"I really wanted there to be something in my life that I enjoy just for the beauty of it"
About this Quote
A man famous for turning power into prose admits he wanted something purposeless. That little confession - "just for the beauty of it" - lands with extra force because Robert Caro is the patron saint of grimly purposeful work: years in archives, thousands of pages of political machinery, the long grind of biography as moral investigation. In that context, the line reads like a quiet rebellion against his own vocation.
The intent is almost disarmingly simple: to carve out a private space untouched by ambition, productivity, or the instrumental thinking that dominates modern life. Caro writes about how people bend institutions to their will; here he’s talking about the opposite urge, the desire to be bent - to let beauty act on you without having to convert it into an outcome. It’s also a subtle critique of the achievement culture that flattens experience into utility. The phrasing "there to be something in my life" suggests scarcity, as if beauty has to be smuggled into a schedule already overrun by obligation.
The subtext is that even devotion can become its own kind of tyranny. Caro’s discipline is legendary; this sentence reveals the cost: when your identity is built around seriousness, pleasure starts to look suspicious, like a distraction you have to justify. He refuses the justification. That’s why the line works: it’s not a manifesto, it’s a need, stated plainly - a writer of power admitting he craves the one thing power can’t supply.
The intent is almost disarmingly simple: to carve out a private space untouched by ambition, productivity, or the instrumental thinking that dominates modern life. Caro writes about how people bend institutions to their will; here he’s talking about the opposite urge, the desire to be bent - to let beauty act on you without having to convert it into an outcome. It’s also a subtle critique of the achievement culture that flattens experience into utility. The phrasing "there to be something in my life" suggests scarcity, as if beauty has to be smuggled into a schedule already overrun by obligation.

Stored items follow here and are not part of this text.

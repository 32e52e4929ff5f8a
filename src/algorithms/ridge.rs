//! Closed-form ridge (L2-regularized) regression.
//!
//! ## Purpose
//!
//! This module implements ridge regression in closed form:
//! `coef = (XcᵀXc + αI)⁻¹ Xcᵀyc` over centered data, QR-solved rather than
//! inverted. Centering keeps the intercept out of the penalty, so
//! `intercept = ȳ − x̄·coef`.
//!
//! ## Key concepts
//!
//! * **Shrinkage**: α > 0 biases coefficients toward zero; α = 0 reduces to
//!   ordinary least squares.
//! * **Still Linear**: regularization does not change the hypothesis space —
//!   a ridge model cannot capture an interaction the raw features lack.
//!
//! ## Invariants
//!
//! * For α > 0 the regularized system is positive definite and the solve
//!   succeeds for any finite input.

// Feature-gated imports
#[cfg(not(feature = "std"))]
use alloc::vec::Vec;
#[cfg(feature = "std")]
use std::vec::Vec;

// Internal dependencies
use crate::algorithms::embedding::FeatureEmbedding;
use crate::algorithms::linear::LinearFit;
use crate::math::linalg::FloatLinalg;
use crate::primitives::errors::OlsError;

// ============================================================================
// Fitted Model
// ============================================================================

/// Outcome of a ridge fit, including how its alpha was chosen.
#[derive(Debug, Clone, PartialEq)]
pub struct RidgeFit<T: FloatLinalg> {
    /// The fitted linear model.
    pub model: LinearFit<T>,
    /// The regularization strength that was used.
    pub alpha: T,
    /// Mean per-fold RMSE for each candidate, when alpha came from
    /// cross-validation; `None` for a fixed alpha.
    pub cv_scores: Option<Vec<T>>,
}

impl<T: FloatLinalg> RidgeFit<T> {
    /// Predict targets for a row-major feature matrix.
    pub fn predict(&self, x: &[T]) -> Result<Vec<T>, OlsError> {
        self.model.predict(x)
    }

    /// Predict the target for a single sample.
    pub fn predict_one(&self, sample: &[T]) -> Result<T, OlsError> {
        self.model.predict_one(sample)
    }
}

// ============================================================================
// Fitting
// ============================================================================

/// Fit a ridge model with regularization strength `alpha`.
///
/// `x` is row-major with `dimensions` raw columns. The caller has already
/// validated lengths, finiteness, and `alpha`.
pub fn fit_ridge<T: FloatLinalg>(
    x: &[T],
    y: &[T],
    dimensions: usize,
    embedding: FeatureEmbedding,
    alpha: T,
) -> Result<LinearFit<T>, OlsError> {
    let n = y.len();
    let embedded = embedding.embed(x, dimensions);
    let k = embedding.output_dimensions(dimensions);

    if n < 2 {
        return Err(OlsError::TooFewPoints { got: n, min: 2 });
    }

    // Column means of the embedded design and the target mean.
    let n_t = T::from(n).unwrap();
    let mut col_means = vec![T::zero(); k];
    for row in embedded.chunks_exact(k) {
        for (mean, &value) in col_means.iter_mut().zip(row.iter()) {
            *mean = *mean + value;
        }
    }
    for mean in col_means.iter_mut() {
        *mean = *mean / n_t;
    }
    let y_mean = y.iter().fold(T::zero(), |acc, &v| acc + v) / n_t;

    // Accumulate XcᵀXc (+ αI on the diagonal) and Xcᵀyc over centered rows.
    let mut gram = vec![T::zero(); k * k];
    let mut rhs = vec![T::zero(); k];
    let mut centered_row = vec![T::zero(); k];

    for (row, &target) in embedded.chunks_exact(k).zip(y.iter()) {
        for (c, (&value, &mean)) in row.iter().zip(col_means.iter()).enumerate() {
            centered_row[c] = value - mean;
        }
        let yc = target - y_mean;
        for i in 0..k {
            rhs[i] = rhs[i] + centered_row[i] * yc;
            for j in 0..=i {
                gram[i * k + j] = gram[i * k + j] + centered_row[i] * centered_row[j];
            }
        }
    }
    for i in 0..k {
        gram[i * k + i] = gram[i * k + i] + alpha;
        for j in (i + 1)..k {
            gram[i * k + j] = gram[j * k + i];
        }
    }

    let coefficients = T::solve_square(&gram, &rhs, k).ok_or(OlsError::NumericalSingularity)?;

    let intercept = y_mean
        - coefficients
            .iter()
            .zip(col_means.iter())
            .fold(T::zero(), |acc, (&c, &m)| acc + c * m);

    Ok(LinearFit {
        coefficients,
        intercept,
        embedding,
        dimensions,
    })
}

The subtext is that even devotion can become its own kind of tyranny. Caro’s discipline is legendary; this sentence reveals the cost: when your identity is built around seriousness, pleasure starts to look suspicious, like a distraction you have to justify. He refuses the justification. That’s why the line works: it’s not a manifesto, it’s a need, stated plainly - a writer of power admitting he craves the one thing power can’t supply.